Now, on to the story... Yes, I'm "Nappuntokki".
About 20 years ago or so, I was a contractor in the Bay Area and LA doing tech. It was kind of when Yahoo and AOL were around as the kings and Google was just a baby. I ended up leaving the industry and have ventured on to other things, but still kept up with tech, albeit not on the coding side.
I was basically in a tech sector that was kind of hot in the day but was already so evolved, I equated it to what it might feel like to surf (not that I did, but, you know). So I was surfing this big tech wave, things were great, but I felt the need to decide whether to stay in that tech or move on to the next emerging one, surfing across waves before the one you're on crashes, and you have to go surf back out to catch a new wave.
So as any respectful Gen Xer at the time, having seen Joe Vs The Volcano as a wake up call, I hated the fluorescent lights. So I took a dive into the waters and went on my small business ways.
That was a good 20 plus years. And then ChatGPT came along...
After trying to play with it, I discovered that you could copy and paste stuff between ChatGPT and Xcode, and I've been on a journey reconnecting the dots, as Steve Jobs famously once said. And remembering my tech mind and structure. It's a fascinating wake up moment.
So basically in a nutshell, that is me. In tech back in the day, left tech for small biz, and essentially was in a kind of tech coma during that time. I missed out on the tech bubble, and only recently am learning what's changed, feeling a bit naive, but at least not jaded by it all.
I'm Nappuntokki. "Bad Rabbit", in Korean. Long story. Moving on...
And with that, I present to you, "Nelly, the Elephant" MCP. For AI coders that use Claude Pro via Terminal.
(Toy Dolls fans can start singing if you wish)
So Nelly, in Hooman Terms, is a helper to remind you where you may have had a conversation with Claude and can't find the session anymore.
For instance, I was busy in the middle of a session at 4am where we were really cruising along, and then suddenly it started saying "Boy this was a good session, shall we call it a wrap" and stuff, and I'm like dude I'm just getting started, but ok fine I'll pick it up tomorrow.
And of course, in the morning, you can barely see what is on your monitor, so you just dismiss it and close the window and when ready you start new sessions and go along your day. It's jiggy.

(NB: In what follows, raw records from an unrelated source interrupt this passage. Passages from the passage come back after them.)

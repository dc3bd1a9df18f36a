use std::str::FromStr;
use std::sync::Arc;
use std::time::Duration;

use coordinator_core::DatabaseConfig;
use coordinator_domain::repositories::CoordinatorActionRepository;
use coordinator_errors::CoordResult;
use tracing::{debug, info};

use super::postgres::PostgresCoordActionRepository;
use super::schema::{POSTGRES_SCHEMA, SQLITE_SCHEMA};
use super::sqlite::SqliteCoordActionRepository;

/// Database type detection
#[derive(Debug, Clone, Copy, PartialEq, Eq)]
pub enum DatabaseType {
    PostgreSQL,
    SQLite,
}

impl DatabaseType {
    pub fn from_url(url: &str) -> Self {
        if url.starts_with("postgres://") || url.starts_with("postgresql://") {
            DatabaseType::PostgreSQL
        } else {
            DatabaseType::SQLite
        }
    }
}

/// Every connection to an in-memory SQLite URL opens a separate, empty database
fn is_in_memory_sqlite(url: &str) -> bool {
    url.contains(":memory:") || url.contains("mode=memory")
}

/// Database connection pool
pub enum DatabasePool {
    PostgreSQL(sqlx::PgPool),
    SQLite(sqlx::SqlitePool),
}

impl DatabasePool {
    /// Create pool from configuration with automatic type detection
    pub async fn new(config: &DatabaseConfig) -> CoordResult<Self> {
        let acquire_timeout = Duration::from_secs(config.connection_timeout_seconds);
        let idle_timeout = Duration::from_secs(config.idle_timeout_seconds);

        match DatabaseType::from_url(&config.url) {
            DatabaseType::PostgreSQL => {
                let pool = sqlx::postgres::PgPoolOptions::new()
                    .max_connections(config.max_connections)
                    .min_connections(config.min_connections)
                    .acquire_timeout(acquire_timeout)
                    .idle_timeout(idle_timeout)
                    .connect(&config.url)
                    .await?;
                Ok(DatabasePool::PostgreSQL(pool))
            }
            DatabaseType::SQLite => {
                let options =
                    sqlx::sqlite::SqliteConnectOptions::from_str(&config.url)?.create_if_missing(true);

                let pool_options = if is_in_memory_sqlite(&config.url) {
                    // 内存库只能保留单个常驻连接
                    sqlx::sqlite::SqlitePoolOptions::new()
                        .max_connections(1)
                        .min_connections(1)
                        .idle_timeout(None)
                        .max_lifetime(None)
                } else {
                    sqlx::sqlite::SqlitePoolOptions::new()
                        .max_connections(config.max_connections)
                        .min_connections(config.min_connections)
                        .idle_timeout(idle_timeout)
                };

                let pool = pool_options
                    .acquire_timeout(acquire_timeout)
                    .connect_with(options)
                    .await?;
                Ok(DatabasePool::SQLite(pool))
            }
        }
    }

    pub fn database_type(&self) -> DatabaseType {
        match self {
            DatabasePool::PostgreSQL(_) => DatabaseType::PostgreSQL,
            DatabasePool::SQLite(_) => DatabaseType::SQLite,
        }
    }

    pub async fn health_check(&self) -> CoordResult<()> {
        match self {
            DatabasePool::PostgreSQL(pool) => {
                sqlx::query("SELECT 1").execute(pool).await?;
            }
            DatabasePool::SQLite(pool) => {
                sqlx::query("SELECT 1").execute(pool).await?;
            }
        }
        Ok(())
    }

    pub async fn close(&self) {
        match self {
            DatabasePool::PostgreSQL(pool) => pool.close().await,
            DatabasePool::SQLite(pool) => pool.close().await,
        }
    }
}

/// Unified database manager
pub struct DatabaseManager {
    pool: DatabasePool,
}

impl DatabaseManager {
    pub async fn new(config: &DatabaseConfig) -> CoordResult<Self> {
        let pool = DatabasePool::new(config).await?;
        info!("数据库连接池已建立: {:?}", pool.database_type());
        Ok(Self { pool })
    }

    pub fn database_type(&self) -> DatabaseType {
        self.pool.database_type()
    }

    /// Create the action table and its index when they do not exist yet
    pub async fn migrate(&self) -> CoordResult<()> {
        match &self.pool {
            DatabasePool::PostgreSQL(pool) => {
                for statement in POSTGRES_SCHEMA {
                    sqlx::query(statement).execute(pool).await?;
                }
            }
            DatabasePool::SQLite(pool) => {
                for statement in SQLITE_SCHEMA {
                    sqlx::query(statement).execute(pool).await?;
                }
            }
        }
        debug!("数据库表结构迁移完成");
        Ok(())
    }

    pub async fn health_check(&self) -> CoordResult<()> {
        self.pool.health_check().await
    }

    pub async fn close(&self) {
        self.pool.close().await
    }

    /// Factory method for the coordinator action repository
    pub fn action_repository(&self) -> Arc<dyn CoordinatorActionRepository> {
        match &self.pool {
            DatabasePool::PostgreSQL(pool) => {
                Arc::new(PostgresCoordActionRepository::new(pool.clone()))
            }
            DatabasePool::SQLite(pool) => Arc::new(SqliteCoordActionRepository::new(pool.clone())),
        }
    }
}
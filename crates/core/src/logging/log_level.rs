use std::str::FromStr;

use coordinator_errors::CoordError;

/// Log level
#[derive(
    Debug, Clone, Copy, PartialEq, Eq, PartialOrd, Ord, Hash, serde::Serialize, serde::Deserialize,
)]
#[serde(rename_all = "lowercase")]
pub enum LogLevel {
    /// Trace level - Very detailed logging
    Trace = 0,
    /// Debug level - Debug information
    Debug = 1,
    /// Info level - General information
    Info = 2,
    /// Warn level - Warning messages
    Warn = 3,
    /// Error level - Error messages
    Error = 4,
}

impl FromStr for LogLevel {
    type Err = CoordError;

    fn from_str(level: &str) -> Result<Self, Self::Err> {
        match level.to_lowercase().as_str() {
            "trace" => Ok(LogLevel::Trace),
            "debug" => Ok(LogLevel::Debug),
            "info" => Ok(LogLevel::Info),
            "warn" | "warning" => Ok(LogLevel::Warn),
            "error" => Ok(LogLevel::Error),
            _ => Err(CoordError::config_error(format!(
                "Invalid log level: {level}"
            ))),
        }
    }
}

impl LogLevel {
    /// Directive understood by `EnvFilter`
    pub fn as_directive(&self) -> &'static str {
        match self {
            LogLevel::Trace => "trace",
            LogLevel::Debug => "debug",
            LogLevel::Info => "info",
            LogLevel::Warn => "warn",
            LogLevel::Error => "error",
        }
    }
}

AAAAANd of course, two days later, you are working on something and you remember that brilliant thing you talked about.
You try to ask Claude and it says something like "Oh that? Yeah I remember it. It was so and so." It's right... But... not really...
SO now, you go and start arguing with it, trying to explain what you remember, and eventually Claude shrugs its virtual shoulders in exhaustion and says, "Maybe you dreamt it up. I mean you keep doing these dang 4am sessions, I doubt it existed. This has been a really productive session, shall we wrap it up?"
So basically that's how Nelly came up. Starting as a little /command, I think others may find use in it, so we have converted it to a nice MCP, and hopefully even a little personality that you can ask Claude to ask Nelly in natural language.
Why would you want this? If you can find the session that you were working with, you can actually resume that session to discuss things and confirm directly.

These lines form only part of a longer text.